Correlation Between SMA Solar and SMA SOLAR
Can any of the company-specific risk be diversified away by investing in both SMA Solar and SMA SOLAR at the same time? Although using a correlation coefficient on its own may not help to predict future stock returns, this module helps to understand the diversifiable risk of combining SMA Solar and SMA SOLAR into the same portfolio, which is an essential part of the fundamental portfolio management process.
By analyzing existing cross correlation between SMA Solar Technology and SMA SOLAR T, you can compare the effects of market volatilities on SMA Solar and SMA SOLAR and check how they will diversify away market risk if combined in the same portfolio for a given time horizon. You can also utilize pair trading strategies of matching a long position in SMA Solar with a short position of SMA SOLAR. Check out your portfolio center. Please also check ongoing floating volatility patterns of SMA Solar and SMA SOLAR.
Diversification Opportunities for SMA Solar and SMA SOLAR
Almost no diversification
The 3 months correlation between SMA and SMA is 0.92. Overlapping area represents the amount of risk that can be diversified away by holding SMA Solar Technology and SMA SOLAR T in the same portfolio, assuming nothing else is changed. The correlation between historical prices or returns on SMA SOLAR T and SMA Solar is a relative statistical measure of the degree to which these equity instruments tend to move together. The correlation coefficient measures the extent to which returns on SMA Solar Technology are associated (or correlated) with SMA SOLAR. Values of the correlation coefficient range from -1 to +1, where. The correlation of zero (0) is possible when the price movement of SMA SOLAR T has no effect on the direction of SMA Solar i.e., SMA Solar and SMA SOLAR go up and down completely randomly.

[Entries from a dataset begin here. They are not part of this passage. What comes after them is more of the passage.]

//! Events emitted during command and tick processing.
//! The outer layer drains these for logging, sound or UI feedback.

use crate::domain::entity::MoveKey;
use super::level::LevelId;

#[derive(Clone, Debug, PartialEq)]
pub enum GameEvent {
    Moved { x: i32, y: i32 },
    Jumped,
    Landed { x: i32, y: i32 },
    Saved { depth: usize },
    Undone { depth: usize },
    ReplayStarted { frames: usize },
    ReplayFinished,
    TutorialAdvanced { step: MoveKey },
    TutorialCompleted,
    LevelLoaded { id: LevelId },
    GoalReached { id: LevelId },
    Aborted,
}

Pair Corralation between SMA Solar and SMA SOLAR
Assuming the 90 days trading horizon SMA Solar Technology is expected to under-perform the SMA SOLAR. But the stock apears to be less risky and, when comparing its historical volatility, SMA Solar Technology is 1.83 times less risky than SMA SOLAR. The stock trades about -0.01 of its potential returns per unit of risk. The SMA SOLAR T is currently generating about 0.01 of returns per unit of risk over similar time horizon. If you would invest 160.00 in SMA SOLAR T on October 10, 2024 and sell it today you would lose (19.00) from holding SMA SOLAR T or give up 11.87% of portfolio value over 90 days.

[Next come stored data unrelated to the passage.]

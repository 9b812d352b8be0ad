//! Heuristic 0–100 quality score for a decoded image.

use brandres_core::{EngineTuning, ImageFormat, ImageMetadata, QualityReason, QualityScore};

const BASE_SCORE: i32 = 40;

/// Below this on either side the image cannot be a usable logo at all.
const MIN_SIDE_PX: u32 = 8;
/// Wider than this aspect ratio is a banner strip, not a logo.
const MAX_ASPECT_RATIO: f64 = 16.0;

/// Scores `image` from its dimensions, byte size, format and color
/// variation. Pure: the same metadata always yields the same score.
#[must_use]
pub fn assess(image: &ImageMetadata, tuning: &EngineTuning) -> QualityScore {
    let mut score = BASE_SCORE;
    let mut reasons = Vec::new();
    let mut apply = |delta: i32, reason: QualityReason| {
        score += delta;
        reasons.push(reason);
    };

    if image.width >= 128 && image.height >= 64 {
        apply(15, QualityReason::GoodDimensions);
    }
    if image.width >= 256 && image.height >= 128 {
        apply(10, QualityReason::HighResolution);
    }
    if image.byte_size > 2_000 {
        apply(10, QualityReason::GoodFileSize);
    }
    if image.byte_size > 8_000 {
        apply(10, QualityReason::DetailedContent);
    }
    match image.format {
        ImageFormat::Png => apply(8, QualityReason::PngTransparency),
        ImageFormat::Svg => apply(12, QualityReason::VectorScalable),
        _ => {}
    }
    if image.color_variation() > tuning.color_stddev_threshold {
        apply(10, QualityReason::ColorRich);
    }
    if image.byte_size < 1_000 && image.max_dimension() <= 64 {
        apply(-20, QualityReason::LikelyPlaceholder);
    }

    QualityScore {
        value: u8::try_from(score.clamp(0, 100)).unwrap_or(0),
        reasons,
    }
}

/// Shape check applied before scoring. Returns the reason an image can
/// never be a logo, if it fails.
#[must_use]
pub fn shape_rejection(image: &ImageMetadata) -> Option<String> {
    if image.width < MIN_SIDE_PX || image.height < MIN_SIDE_PX {
        return Some(format!(
            "{}x{} is below the {MIN_SIDE_PX}px minimum",
            image.width, image.height
        ));
    }
    let (long, short) = (
        f64::from(image.width.max(image.height)),
        f64::from(image.width.min(image.height)),
    );
    if long / short > MAX_ASPECT_RATIO {
        return Some(format!(
            "aspect ratio {:.1} exceeds {MAX_ASPECT_RATIO}",
            long / short
        ));
    }
    None
}

/// `true` when the score clears the configured acceptance floor.
#[must_use]
pub fn is_acceptable(score: &QualityScore, tuning: &EngineTuning) -> bool {
    score.value >= tuning.acceptance_floor
}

Time Period | 3 Months [change] |
Direction | Moves Together |
Strength | Very Strong |
Accuracy | 100.0% |
Values | Daily Returns |
SMA Solar Technology vs. SMA SOLAR T
Performance |
Timeline |
SMA Solar Technology |
SMA SOLAR T |
SMA Solar and SMA SOLAR Volatility Contrast
Predicted Return Density |
Returns |
Pair Trading with SMA Solar and SMA SOLAR
The main advantage of trading using opposite SMA Solar and SMA SOLAR positions is that it hedges away some unsystematic risk. Because of two separate transactions, even if SMA Solar position performs unexpectedly, SMA SOLAR can make up some of the losses. Pair trading also minimizes risk from directional movements in the market. For example, if an entire industry or sector drops because of unexpected headlines, the short position in SMA SOLAR will offset losses from the drop in SMA SOLAR's long position.SMA Solar vs. Scandinavian Tobacco Group | SMA Solar vs. IMPERIAL TOBACCO | SMA Solar vs. WIZZ AIR HLDGUNSPADR4 | SMA Solar vs. Westinghouse Air Brake |
SMA SOLAR vs. Nanjing Panda Electronics | SMA SOLAR vs. TAL Education Group | SMA SOLAR vs. UET United Electronic | SMA SOLAR vs. STMicroelectronics NV |
Check out your portfolio center.Note that this page's information should be used as a complementary analysis to find the right mix of equity instruments to add to your existing portfolios or create a brand new portfolio. You can also try the Portfolio Manager module to state of the art Portfolio Manager to monitor and improve performance of your invested capital.